Ted Kennedy’s Chappaquiddick IncidentBreaking News
tags: Ted Kennedy, Chappaquiddick
Late on the night of July 18, 1969, a black Oldsmobile driven by U.S. Senator Edward Kennedy plunged off the Dike Bridge on the tiny island of Chappaquiddick, off Martha’s Vineyard, landing upside down in the tidal Poucha Pond. The 37-year-old Kennedy survived the crash, but the young woman riding with him in the car didn’t. Though newspaper headlines at the time identified her simply as a “blonde,” she was 28-year-old Mary Jo Kopechne, a respected political operative who had worked on the presidential campaign of Senator Kennedy’s brother, Robert Kennedy.

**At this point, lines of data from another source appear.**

use super::defaults::SEARCH_MAX_PAGE_SIZE;
use super::types::{AppConfig, GroundingBackend};
use crate::core::errors::ConfigError;

pub fn validate_config(config: &AppConfig) -> Result<(), ConfigError> {
    if config.project_id.trim().is_empty() {
        return Err(ConfigError::Missing("project_id"));
    }
    validate_path_segment("project_id", &config.project_id)?;

    let search = &config.search;
    validate_url("search.endpoint", &search.endpoint)?;
    validate_path_segment("search.location", &search.location)?;
    validate_path_segment("search.collection_id", &search.collection_id)?;
    validate_path_segment("search.serving_config_id", &search.serving_config_id)?;
    if let Some(datastore_id) = &search.datastore_id {
        validate_path_segment("search.datastore_id", datastore_id)?;
    }
    if let Some(engine_id) = &search.engine_id {
        validate_path_segment("search.engine_id", engine_id)?;
    }
    if search.page_size == 0 || search.page_size > SEARCH_MAX_PAGE_SIZE {
        return Err(ConfigError::Invalid {
            field: "search.page_size",
            reason: format!("must be between 1 and {}", SEARCH_MAX_PAGE_SIZE),
        });
    }

    validate_path_segment("embedding.location", &config.embedding.location)?;
    validate_path_segment("embedding.publisher", &config.embedding.publisher)?;
    validate_path_segment("embedding.model", &config.embedding.model)?;
    if let Some(endpoint) = &config.embedding.endpoint {
        validate_url("embedding.endpoint", endpoint)?;
    }

    validate_path_segment("generation.location", &config.generation.location)?;
    validate_path_segment("generation.model", &config.generation.model)?;
    if let Some(endpoint) = &config.generation.endpoint {
        validate_url("generation.endpoint", endpoint)?;
    }

    validate_url("auth.metadata_url", &config.auth.metadata_url)?;
    validate_sql_identifier("vector_store.table", &config.vector_store.table)?;
    if config.vector_store.max_connections == 0 {
        return Err(ConfigError::Invalid {
            field: "vector_store.max_connections",
            reason: "must be at least 1".to_string(),
        });
    }

    for origin in &config.server.cors_allowed_origins {
        if origin.trim().is_empty() {
            return Err(ConfigError::Invalid {
                field: "server.cors_allowed_origins",
                reason: "origins cannot be empty".to_string(),
            });
        }
    }

    match config.grounding.backend {
        GroundingBackend::SearchService => {}
        GroundingBackend::VectorStore => {
            let has_url = config
                .vector_store
                .database_url
                .as_deref()
                .map(|url| !url.trim().is_empty())
                .unwrap_or(false);
            if !has_url {
                return Err(ConfigError::Missing("vector_store.database_url"));
            }
        }
        GroundingBackend::AgentBuilder => {
            if search.engine_id.is_none() {
                return Err(ConfigError::Missing("search.engine_id"));
            }
        }
    }

    Ok(())
}

/// Identifiers interpolated into REST resource paths.
fn validate_path_segment(field: &'static str, value: &str) -> Result<(), ConfigError> {
    if value.trim().is_empty() {
        return Err(ConfigError::Invalid {
            field,
            reason: "value cannot be empty".to_string(),
        });
    }
    if value.contains(['/', '?', '#', ' ']) {
        return Err(ConfigError::Invalid {
            field,
            reason: format!("'{}' is not a valid resource identifier", value),
        });
    }
    Ok(())
}

fn validate_url(field: &'static str, value: &str) -> Result<(), ConfigError> {
    if value.starts_with("http://") || value.starts_with("https://") {
        return Ok(());
    }
    Err(ConfigError::Invalid {
        field,
        reason: format!("'{}' must be an http(s) URL", value),
    })
}

/// The table name is spliced into SQL text, so only plain identifiers pass.
fn validate_sql_identifier(field: &'static str, value: &str) -> Result<(), ConfigError> {
    let mut chars = value.chars();
    let valid_start = chars
        .next()
        .map(|c| c.is_ascii_alphabetic() || c == '_')
        .unwrap_or(false);
    if valid_start && chars.all(|c| c.is_ascii_alphanumeric() || c == '_') {
        return Ok(());
    }
    Err(ConfigError::Invalid {
        field,
        reason: format!("'{}' is not a plain SQL identifier", value),
    })
}

#[cfg(test)]
mod tests {
    use super::*;

    fn base() -> AppConfig {
        AppConfig {
            project_id: "demo".to_string(),
            ..AppConfig::default()
        }
    }

    #[test]
    fn default_search_service_config_is_valid() {
        assert!(validate_config(&base()).is_ok());
    }

    #[test]
    fn vector_store_requires_database_url() {
        let mut config = base();
        config.grounding.backend = GroundingBackend::VectorStore;
        assert!(matches!(
            validate_config(&config),
            Err(ConfigError::Missing("vector_store.database_url"))
        ));

        config.vector_store.database_url = Some("postgres://localhost/manuals".to_string());
        assert!(validate_config(&config).is_ok());
    }

    #[test]
    fn agent_builder_requires_engine_id() {
        let mut config = base();
        config.grounding.backend = GroundingBackend::AgentBuilder;
        assert!(matches!(
            validate_config(&config),
            Err(ConfigError::Missing("search.engine_id"))
        ));

        config.search.engine_id = Some("car-manual-app".to_string());
        assert!(validate_config(&config).is_ok());
    }

    #[test]
    fn table_name_must_be_identifier() {
        let mut config = base();
        config.vector_store.table = "embeddings; DROP TABLE users".to_string();
        assert!(matches!(
            validate_config(&config),
            Err(ConfigError::Invalid { field: "vector_store.table", .. })
        ));

        config.vector_store.table = "manual_chunks_v2".to_string();
        assert!(validate_config(&config).is_ok());
    }

    #[test]
    fn page_size_is_bounded() {
        let mut config = base();
        config.search.page_size = 0;
        assert!(validate_config(&config).is_err());
        config.search.page_size = 101;
        assert!(validate_config(&config).is_err());
        config.search.page_size = 100;
        assert!(validate_config(&config).is_ok());
    }

    #[test]
    fn resource_ids_cannot_contain_slashes() {
        let mut config = base();
        config.search.datastore_id = Some("a/b".to_string());
        assert!(matches!(
            validate_config(&config),
            Err(ConfigError::Invalid { field: "search.datastore_id", .. })
        ));
    }
}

Kennedy later claimed he dove repeatedly “into the strong and murky current” to try and find Kopechne before making his way back to the cottage. He then drove back to the scene with his cousin, Joseph Gargan, and aide Paul Markham, who both tried in vain to reach Kopechne. But rather than report the accident to the police at that time, Kennedy returned to his hotel in Edgartown. As a result, Mary Jo Kopechne remained underwater for some nine hours until her body was recovered the next morning.
The incident at Chappaquiddick ended Kopechne’s young life and derailed Ted Kennedy’s presidential ambitions for good, but nearly half a century later, the details of what happened that fateful night remain murky. Conspiracy theories and questions endure. How did Kennedy end up driving off the bridge? Was he drunk? What were he and Kopechne doing together that night? Was there a third person in the car? Why did he wait so long to report the accident?